On use aussi de cette clef quand on cède à l’attrait du plaisir.

J’en use lorsque je remets de jour en jour l’accomplissement d’une obligation. Je sépare l’obligation et l’écoulement du temps.

Il n’y a rien de plus désirable que de jeter cette clef. Il faudrait la jeter au fond d’un puits où on ne puisse jamais la reprendre.

L’anneau de Gygès devenu invisible, c’est précisément l’acte de mettre à part. Mettre à part soi et le crime que l’on commet. Ne pas établir la relation entre les deux.

L’acte de jeter la clef, de jeter l’anneau de Gygès, c’est l’effort propre de la volonté, c’est la marche douloureuse et aveugle hors de la caverne.

Gygès. Je suis devenu roi, et l’autre roi a été assassiné. Aucun rapport entre ces deux choses. Voilà l’anneau.

Un patron d’usine. J’ai telles et telles jouissances coûteuses et mes ouvriers souffrent de la misère. Il peut avoir très sincèrement pitié de ses ouvriers et ne pas former le rapport.

Car aucun rapport ne se forme si la pensée ne le produit pas. Deux et deux restent indéfiniment deux et deux si la pensée ne les ajoute pas pour en faire quatre.

Nous haïssons les gens qui voudraient nous amener à former les rapports que nous ne voulons pas former.

La justice consiste à établir dans les choses analogues des rapports identiques entre termes homothétiques, même lorsque certaines de ces choses nous concernent personnellement et sont pour nous l’objet d’un attachement.

Cette vertu se situe au point de contact du naturel et du surnaturel. Elle est du domaine de la volonté et de l’intelligence claire, donc de la caverne (car notre clarté, ce sont les ténèbres), mais on ne peut pas s’y maintenir si on ne passe pas dans la lumière.

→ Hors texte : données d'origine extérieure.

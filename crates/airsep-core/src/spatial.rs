//! 4D spatiotemporal broad-phase over compiled segments.
//!
//! Each segment is boxed as [x, y, z, t], with the spatial extents inflated
//! by the safety radius and the time axis exact. Pairs whose boxes intersect
//! are candidates for the narrow phase.

use std::collections::HashSet;

use rstar::primitives::{GeomWithData, Rectangle};
use rstar::{RTree, AABB};

use crate::models::Segment;

type SegmentBox = GeomWithData<Rectangle<[f64; 4]>, usize>;

/// R-tree over the 4D bounding boxes of a segment set.
pub struct SegmentIndex {
    tree: RTree<SegmentBox>,
    segments: Vec<Segment>,
    inflation: f64,
}

impl SegmentIndex {
    /// Bulk-load an index. `inflation` is the safety radius applied to the
    /// three spatial axes.
    pub fn build(segments: &[Segment], inflation: f64) -> Self {
        let boxes = segments
            .iter()
            .enumerate()
            .map(|(i, seg)| {
                let (lower, upper) = bounds(seg, inflation);
                GeomWithData::new(Rectangle::from_corners(lower, upper), i)
            })
            .collect();
        Self {
            tree: RTree::bulk_load(boxes),
            segments: segments.to_vec(),
            inflation,
        }
    }

    /// All candidate segment pairs: distinct segments with intersecting
    /// boxes and different drone ids, deduplicated, ordered by insertion
    /// index so a fixed input yields a fixed output.
    pub fn candidate_pairs(&self) -> Vec<(&Segment, &Segment)> {
        let mut seen = HashSet::new();
        for (i, seg) in self.segments.iter().enumerate() {
            let (lower, upper) = bounds(seg, self.inflation);
            let envelope = AABB::from_corners(lower, upper);
            for hit in self.tree.locate_in_envelope_intersecting(&envelope) {
                let j = hit.data;
                if j == i {
                    continue;
                }
                let key = if i < j { (i, j) } else { (j, i) };
                if self.segments[key.0].drone_id == self.segments[key.1].drone_id {
                    continue;
                }
                seen.insert(key);
            }
        }
        let mut keys: Vec<_> = seen.into_iter().collect();
        keys.sort_unstable();
        keys.into_iter()
            .map(|(a, b)| (&self.segments[a], &self.segments[b]))
            .collect()
    }

    pub fn len(&self) -> usize {
        self.segments.len()
    }

    pub fn is_empty(&self) -> bool {
        self.segments.is_empty()
    }
}

fn bounds(seg: &Segment, r: f64) -> ([f64; 4], [f64; 4]) {
    let lower = [
        seg.a0.x.min(seg.a1.x) - r,
        seg.a0.y.min(seg.a1.y) - r,
        seg.a0.z.min(seg.a1.z) - r,
        seg.t_start,
    ];
    let upper = [
        seg.a0.x.max(seg.a1.x) + r,
        seg.a0.y.max(seg.a1.y) + r,
        seg.a0.z.max(seg.a1.z) + r,
        seg.t_end,
    ];
    (lower, upper)
}

#[cfg(test)]
mod tests {
    use super::*;
    use nalgebra::Vector3;

    fn seg(id: &str, x0: f64, x1: f64, t0: f64, t1: f64) -> Segment {
        Segment::new(
            id,
            Vector3::new(x0, 0.0, 50.0),
            Vector3::new(x1, 0.0, 50.0),
            t0,
            t1 - t0,
        )
    }

    #[test]
    fn test_overlapping_segments_are_candidates() {
        let segments = vec![seg("A", 0.0, 100.0, 0.0, 20.0), seg("B", 50.0, 150.0, 0.0, 20.0)];
        let index = SegmentIndex::build(&segments, 35.0);
        let pairs = index.candidate_pairs();
        assert_eq!(pairs.len(), 1);
        assert_eq!(pairs[0].0.drone_id, "A");
        assert_eq!(pairs[0].1.drone_id, "B");
    }

    #[test]
    fn test_time_disjoint_segments_are_pruned() {
        let segments = vec![seg("A", 0.0, 100.0, 0.0, 10.0), seg("B", 0.0, 100.0, 100.0, 110.0)];
        let index = SegmentIndex::build(&segments, 35.0);
        assert!(index.candidate_pairs().is_empty());
    }

    #[test]
    fn test_spatially_distant_segments_are_pruned() {
        let segments = vec![seg("A", 0.0, 100.0, 0.0, 20.0), seg("B", 5000.0, 5100.0, 0.0, 20.0)];
        let index = SegmentIndex::build(&segments, 35.0);
        assert!(index.candidate_pairs().is_empty());
    }

    #[test]
    fn test_same_drone_pairs_removed() {
        let segments = vec![seg("A", 0.0, 100.0, 0.0, 20.0), seg("A", 50.0, 150.0, 10.0, 30.0)];
        let index = SegmentIndex::build(&segments, 35.0);
        assert!(index.candidate_pairs().is_empty());
    }

    #[test]
    fn test_pairs_deduplicated_and_ordered() {
        let segments = vec![
            seg("A", 0.0, 100.0, 0.0, 20.0),
            seg("B", 0.0, 100.0, 0.0, 20.0),
            seg("C", 0.0, 100.0, 0.0, 20.0),
        ];
        let index = SegmentIndex::build(&segments, 35.0);
        let pairs = index.candidate_pairs();
        let ids: Vec<_> = pairs
            .iter()
            .map(|(a, b)| (a.drone_id.as_str(), b.drone_id.as_str()))
            .collect();
        assert_eq!(ids, [("A", "B"), ("A", "C"), ("B", "C")]);
    }
}
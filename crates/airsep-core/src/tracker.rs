//! Per-bogie state estimation: a 6-state constant-velocity Kalman filter.

use std::collections::HashMap;

use nalgebra::{Matrix3, Matrix3x6, Matrix6, Vector3, Vector6};

use crate::models::Observation;
use crate::rules::FilterParams;

/// Filter state for one uncooperative aircraft.
///
/// State vector is [px, py, pz, vx, vy, vz]; covariance stays symmetric
/// positive semi-definite through predict/update.
#[derive(Debug, Clone)]
pub struct TrackEstimate {
    pub state: Vector6<f64>,
    pub covariance: Matrix6<f64>,
    pub last_update: f64,
}

impl TrackEstimate {
    fn from_first_observation(obs: &Observation, timestamp: f64, params: &FilterParams) -> Self {
        Self {
            state: Vector6::new(obs.x, obs.y, obs.z, obs.vx, obs.vy, obs.vz),
            covariance: Matrix6::identity() * params.initial_variance,
            last_update: timestamp,
        }
    }

    pub fn position(&self) -> Vector3<f64> {
        Vector3::new(self.state[0], self.state[1], self.state[2])
    }

    pub fn velocity(&self) -> Vector3<f64> {
        Vector3::new(self.state[3], self.state[4], self.state[5])
    }

    /// Position-block covariance trace, capped. Downstream separation uses
    /// this as the aircraft's effective size.
    pub fn uncertainty_radius(&self, params: &FilterParams) -> f64 {
        let trace = self.covariance[(0, 0)] + self.covariance[(1, 1)] + self.covariance[(2, 2)];
        trace.min(params.radius_cap_m)
    }
}

/// Owns one filter per bogie id. Callers serialize access; there is no
/// internal locking.
#[derive(Debug, Clone, Default)]
pub struct BogieTracker {
    params: FilterParams,
    tracks: HashMap<String, TrackEstimate>,
}

impl BogieTracker {
    pub fn new(params: FilterParams) -> Self {
        Self {
            params,
            tracks: HashMap::new(),
        }
    }

    pub fn params(&self) -> &FilterParams {
        &self.params
    }

    /// Fold one position report into the filter for `id`. The first report
    /// seeds the state directly; later reports run a full predict/update.
    pub fn observe(&mut self, id: &str, obs: &Observation, timestamp: f64) {
        match self.tracks.get_mut(id) {
            None => {
                self.tracks.insert(
                    id.to_string(),
                    TrackEstimate::from_first_observation(obs, timestamp, &self.params),
                );
            }
            Some(track) => {
                let dt = (timestamp - track.last_update).max(1e-3);
                step(track, Vector3::new(obs.x, obs.y, obs.z), dt, &self.params);
                track.last_update = timestamp;
            }
        }
    }

    pub fn get(&self, id: &str) -> Option<&TrackEstimate> {
        self.tracks.get(id)
    }

    pub fn len(&self) -> usize {
        self.tracks.len()
    }

    pub fn is_empty(&self) -> bool {
        self.tracks.is_empty()
    }

    pub fn clear(&mut self) {
        self.tracks.clear();
    }
}

/// One predict/update cycle with a position-only measurement.
///
/// A singular innovation covariance skips the update and keeps the
/// predicted state; it never raises.
fn step(track: &mut TrackEstimate, z: Vector3<f64>, dt: f64, params: &FilterParams) {
    let mut f = Matrix6::<f64>::identity();
    f[(0, 3)] = dt;
    f[(1, 4)] = dt;
    f[(2, 5)] = dt;
    let q = Matrix6::<f64>::identity() * (params.process_noise * dt);

    let x_pred = f * track.state;
    let p_pred = f * track.covariance * f.transpose() + q;

    let h = Matrix3x6::<f64>::identity();
    let r = Matrix3::<f64>::identity() * params.measurement_noise;
    let s = h * p_pred * h.transpose() + r;

    match s.try_inverse() {
        Some(s_inv) => {
            let k = p_pred * h.transpose() * s_inv;
            let y = z - h * x_pred;
            track.state = x_pred + k * y;
            track.covariance = (Matrix6::identity() - k * h) * p_pred;
        }
        None => {
            track.state = x_pred;
            track.covariance = p_pred;
        }
    }
}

  1. Simone Weil illustre ici une vérité profonde à l’aide d’un exemple assez mal choisi. Quand un chrétien (par exemple un Inquisiteur) se comporte avec cruauté, il est bien permis de constater qu’il agit ainsi malgré sa religion, puisque celle-ci commande avant tout la charité. Mais quand un nazi agit de même, il est licite d’attribuer (au moins en partie) sa conduite à sa doctrine, puisque celle-ci légitime la cruauté. (Note de l’Éditeur.)